Task to complete:
Go through the records and filter out every line lacking the word "SilenceParams"; copy the lines that remain.

(Stored items)
Segment Open
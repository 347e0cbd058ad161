use std::ops::Range;

use crate::error::{LessonsplitError, Result};

/// Canonical number of sentences in one content batch.
pub const SENTENCE_BATCH: usize = 50;

/// Raw chunk counts above this belong to full-format recordings.
const FULL_FORMAT_MIN_CHUNKS: usize = 100;

/// Chunks of outro material at the tail of every recording.
const TRAILING_NOISE: usize = 2;

/// Chunks of intro material at the head of a compact recording: the spoken
/// intro plus the announced target language name.
const COMPACT_LEADING_NOISE: usize = 2;

/// The two recording formats, distinguished by chunk volume alone.
///
/// No format flag is carried in filenames or metadata; the content encodes
/// the distinction purely in how many chunks a recording produces.
#[derive(Debug, Clone, Copy, PartialEq, Eq)]
pub enum RecordingFormat {
    /// One batch of sentences in a single solo language.
    Compact,
    /// An interleaved round-robin across every language in the group.
    Full,
}

/// Classify a recording by its raw chunk count.
pub fn classify_format(raw_count: usize) -> RecordingFormat {
    if raw_count > FULL_FORMAT_MIN_CHUNKS {
        RecordingFormat::Full
    } else {
        RecordingFormat::Compact
    }
}

/// Decide which slice of the raw chunk sequence is actual content.
///
/// A full recording opens with one announcement chunk per language; a compact
/// one opens with exactly two. Both close with two chunks of outro. The
/// surviving count must be a nonzero multiple of [`SENTENCE_BATCH`], anything
/// else means the segmentation itself went wrong and the file is rejected
/// rather than partially processed.
pub fn content_range(raw_count: usize, arity: usize) -> Result<Range<usize>> {
    let leading = match classify_format(raw_count) {
        RecordingFormat::Full => arity,
        RecordingFormat::Compact => COMPACT_LEADING_NOISE,
    };

    let start = leading.min(raw_count);
    let end = raw_count.saturating_sub(TRAILING_NOISE).max(start);
    let trimmed = end - start;

    if trimmed == 0 || trimmed % SENTENCE_BATCH != 0 {
        return Err(LessonsplitError::InvalidChunkCount {
            raw: raw_count,
            trimmed,
        });
    }

    Ok(start..end)
}
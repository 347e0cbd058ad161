use std::fs;
use std::path::{Path, PathBuf};
use std::time::{Duration, Instant};

use indicatif::{ProgressBar, ProgressStyle};
use tracing::{debug, info, warn};

use crate::assign::assign_labels;
use crate::audio::{AudioEngine, SilenceParams};
use crate::error::Result;
use crate::languages::LanguageRegistry;
use crate::metadata::parse_source_path;
use crate::output::export_clip;
use crate::trim::content_range;

/// Options for one batch run.
#[derive(Debug, Clone)]
pub struct BatchOptions {
    /// Silence-detection parameters handed to the engine.
    pub silence: SilenceParams,
    /// Show progress bars.
    pub show_progress: bool,
}

impl Default for BatchOptions {
    fn default() -> Self {
        Self {
            silence: SilenceParams::default(),
            show_progress: true,
        }
    }
}

/// Outcome of processing one source file.
#[derive(Debug)]
pub struct FileReport {
    /// Source recording this report covers.
    pub source: PathBuf,
    /// Sentences successfully written.
    pub exported: usize,
    /// Sentences whose export failed.
    pub failed: usize,
}

/// Statistics for one batch run.
#[derive(Debug, Default)]
pub struct BatchReport {
    pub files_found: usize,
    pub files_processed: usize,
    pub files_skipped: usize,
    pub clips_exported: usize,
    pub export_failures: usize,
    pub total_time: Duration,
}

/// Enumerate the source MP3s under `input_dir`, sorted by path.
///
/// Sorted order matters: continuation files of the same book must be
/// processed after their predecessors so log output reads chronologically.
pub fn discover_sources(input_dir: &Path) -> Result<Vec<PathBuf>> {
    let mut sources = Vec::new();

    for entry in fs::read_dir(input_dir)? {
        let entry = entry?;
        let path = entry.path();
        let is_mp3 = path
            .extension()
            .and_then(|e| e.to_str())
            .is_some_and(|e| e.eq_ignore_ascii_case("mp3"));
        if path.is_file() && is_mp3 {
            sources.push(path);
        }
    }

    sources.sort();
    Ok(sources)
}

/// Split every source file under `input_dir` into labeled sentence files.
///
/// Per-file failures are logged and skipped; the batch always attempts every
/// discovered file. Only an unreadable input directory fails the run itself.
pub fn run_batch(
    engine: &dyn AudioEngine,
    registry: &LanguageRegistry,
    input_dir: &Path,
    output_dir: &Path,
    options: &BatchOptions,
) -> Result<BatchReport> {
    let start_time = Instant::now();

    let sources = discover_sources(input_dir)?;
    info!(
        "Found {} source files in {}",
        sources.len(),
        input_dir.display()
    );

    let mut report = BatchReport {
        files_found: sources.len(),
        ..Default::default()
    };

    let progress = if options.show_progress {
        let pb = ProgressBar::new(sources.len() as u64);
        pb.set_style(
            ProgressStyle::default_bar()
                .template("{bar:40.green} {pos}/{len} {msg}")
                .unwrap(),
        );
        Some(pb)
    } else {
        None
    };

    for source in &sources {
        if let Some(pb) = &progress {
            let name = source
                .file_name()
                .map(|n| n.to_string_lossy().into_owned())
                .unwrap_or_default();
            pb.set_message(name);
        }

        match split_file(engine, registry, source, output_dir, options) {
            Ok(file_report) => {
                report.files_processed += 1;
                report.clips_exported += file_report.exported;
                report.export_failures += file_report.failed;
            }
            Err(err) => {
                warn!("Skipping {}: {}", source.display(), err);
                report.files_skipped += 1;
            }
        }

        if let Some(pb) = &progress {
            pb.inc(1);
        }
    }

    if let Some(pb) = progress {
        pb.finish_and_clear();
    }

    report.total_time = start_time.elapsed();
    Ok(report)
}

/// Split one source recording into labeled sentence files.
///
/// Any error before export rejects the whole file: a malformed name, an
/// unknown language group, or a chunk count that doesn't survive trimming.
/// Export errors are counted per clip and the remaining clips still run.
pub fn split_file(
    engine: &dyn AudioEngine,
    registry: &LanguageRegistry,
    source: &Path,
    output_dir: &Path,
    options: &BatchOptions,
) -> Result<FileReport> {
    let metadata = parse_source_path(source)?;
    let group = registry.resolve(&metadata.group_code)?;

    info!("Analyzing {}", source.display());
    let clips = engine.segment(source, &options.silence)?;
    debug!("Segmentation produced {} raw clips", clips.len());

    let content = content_range(clips.len(), group.arity())?;
    let clips = &clips[content];
    let labels = assign_labels(clips.len(), group, metadata.start_sentence);

    let mut exported = 0;
    let mut failed = 0;
    for (clip, label) in clips.iter().zip(&labels) {
        match export_clip(engine, clip, output_dir, &metadata.book, label) {
            Ok(dest) => {
                debug!("Wrote {}", dest.display());
                exported += 1;
            }
            Err(err) => {
                warn!("{}", err);
                failed += 1;
            }
        }
    }

    info!(
        "{}: exported {} of {} sentences",
        metadata.book,
        exported,
        labels.len()
    );

    Ok(FileReport {
        source: source.to_path_buf(),
        exported,
        failed,
    })
}

/// Print a summary of the batch results.
pub fn print_summary(report: &BatchReport) {
    println!();
    println!("═══════════════════════════════════════════════════════════════");
    println!("                     Lesson Splitting Complete                  ");
    println!("═══════════════════════════════════════════════════════════════");
    println!();
    println!("  Files found:      {}", report.files_found);
    println!("  Files processed:  {}", report.files_processed);
    println!("  Files skipped:    {}", report.files_skipped);
    println!("  Sentences:        {}", report.clips_exported);
    if report.export_failures > 0 {
        println!("  Export failures:  {}", report.export_failures);
    }
    println!();
    println!("  Total time:       {:.2}s", report.total_time.as_secs_f64());
    println!();
    println!("═══════════════════════════════════════════════════════════════");
}
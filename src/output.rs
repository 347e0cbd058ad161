use std::fs;
use std::path::{Path, PathBuf};

use tracing::debug;

use crate::assign::SentenceLabel;
use crate::audio::{AudioClip, AudioEngine};
use crate::error::Result;

/// Codec identifier handed to the engine for every exported sentence.
pub const EXPORT_CODEC: &str = "mp3";

/// Deterministic destination for one labeled sentence.
///
/// The `(language, book, sentence)` triple is unique within a run, so the
/// path is collision-free; a collision would mean the trimming or labeling
/// upstream mislabeled a chunk.
pub fn resolve_output_path(root: &Path, language: &str, book: &str, sentence: u32) -> PathBuf {
    root.join(language)
        .join(book)
        .join(format!("{language} - {book} - {sentence:04}.mp3"))
}

/// Export one labeled clip, creating the destination directory on demand.
///
/// Directory creation is idempotent. A failed export surfaces as an error for
/// this clip only; sibling clips are unaffected.
pub fn export_clip(
    engine: &dyn AudioEngine,
    clip: &AudioClip,
    root: &Path,
    book: &str,
    label: &SentenceLabel,
) -> Result<PathBuf> {
    let dest = resolve_output_path(root, &label.language, book, label.sentence);

    if let Some(parent) = dest.parent() {
        fs::create_dir_all(parent)?;
    }

    debug!("Exporting {}", dest.display());
    engine.export(clip, &dest, EXPORT_CODEC)?;

    Ok(dest)
}

#[cfg(test)]
mod tests {
    use super::*;

    #[test]
    fn test_resolve_output_path() {
        let path = resolve_output_path(Path::new("output"), "EN", "C1", 7);
        assert_eq!(path, PathBuf::from("output/EN/C1/EN - C1 - 0007.mp3"));
    }

    #[test]
    fn test_resolve_output_path_pads_to_four_digits() {
        let path = resolve_output_path(Path::new("output"), "DE", "C1", 0);
        assert_eq!(path, PathBuf::from("output/DE/C1/DE - C1 - 0000.mp3"));

        let path = resolve_output_path(Path::new("output"), "DE", "C1", 12345);
        assert_eq!(path, PathBuf::from("output/DE/C1/DE - C1 - 12345.mp3"));
    }

    #[test]
    fn test_resolve_output_path_under_custom_root() {
        let path = resolve_output_path(Path::new("/data/out"), "FR", "B2", 150);
        assert_eq!(path, PathBuf::from("/data/out/FR/B2/FR - B2 - 0150.mp3"));
    }
}
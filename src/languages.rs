use std::collections::HashMap;

use crate::error::{LessonsplitError, Result};

/// Known production language groups.
///
/// Hand-curated from the published lesson catalog. Order within each tuple is
/// significant: it is the round-robin position of the language in a full
/// recording, and the final entry is the language compact recordings are
/// spoken in.
const BUILTIN_GROUPS: &[(&str, &[&str])] = &[
    ("ENCA", &["EN", "CA"]),
    ("ENDE", &["EN", "DE"]),
    ("ENEL", &["EN", "EL"]),
    ("ENES", &["EN", "ES"]),
    ("ENESM", &["EN", "ESM"]),
    ("ENRU", &["EN", "RU"]),
    ("ENTGL", &["EN", "TGL"]),
    ("ENTR", &["EN", "TR"]),
    ("ENUKR", &["EN", "UKR"]),
    ("ENZS", &["EN", "ZS"]),
    ("ENZT", &["EN", "ZT"]),
    ("PBESM", &["PB", "ESM"]),
    ("PBENFR", &["PB", "EN", "FR"]),
];

/// An ordered tuple of language codes jointly present in one recording.
#[derive(Debug, Clone, PartialEq, Eq)]
pub struct LanguageGroup {
    codes: Vec<String>,
}

impl LanguageGroup {
    /// Build a group from its ordered language codes. Arity must be at least 2.
    pub fn new<I, S>(codes: I) -> Self
    where
        I: IntoIterator<Item = S>,
        S: Into<String>,
    {
        let codes: Vec<String> = codes.into_iter().map(Into::into).collect();
        debug_assert!(codes.len() >= 2, "language groups have at least two entries");
        Self { codes }
    }

    /// Number of languages in the group.
    pub fn arity(&self) -> usize {
        self.codes.len()
    }

    /// Language at the given round-robin position. Positions wrap around the
    /// group, so a trimmed chunk index can be passed directly.
    pub fn language_at(&self, position: usize) -> &str {
        &self.codes[position % self.codes.len()]
    }

    /// The language a compact recording is spoken in (the final entry).
    pub fn solo_language(&self) -> &str {
        &self.codes[self.codes.len() - 1]
    }

    /// All language codes in round-robin order.
    pub fn codes(&self) -> &[String] {
        &self.codes
    }
}

/// Immutable mapping from language-group code to its ordered languages.
///
/// Constructed once and injected into the pipeline; tests can supply a
/// fabricated table through [`LanguageRegistry::from_entries`].
#[derive(Debug, Clone, Default)]
pub struct LanguageRegistry {
    groups: HashMap<String, LanguageGroup>,
}

impl LanguageRegistry {
    /// Registry of the known production language groups.
    pub fn builtin() -> Self {
        Self::from_entries(BUILTIN_GROUPS)
    }

    /// Build a registry from `(code, languages)` entries.
    pub fn from_entries(entries: &[(&str, &[&str])]) -> Self {
        let groups = entries
            .iter()
            .map(|(code, langs)| (code.to_string(), LanguageGroup::new(langs.iter().copied())))
            .collect();
        Self { groups }
    }

    /// Look up the group for a filename-derived code.
    pub fn resolve(&self, code: &str) -> Result<&LanguageGroup> {
        self.groups
            .get(code)
            .ok_or_else(|| LessonsplitError::UnknownLanguageGroup(code.to_string()))
    }
}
Segment Closed
Solution for this exercise:
use crate::audio::{AudioEngine, SilenceParams};
    pub silence: SilenceParams,
            silence: SilenceParams::default(),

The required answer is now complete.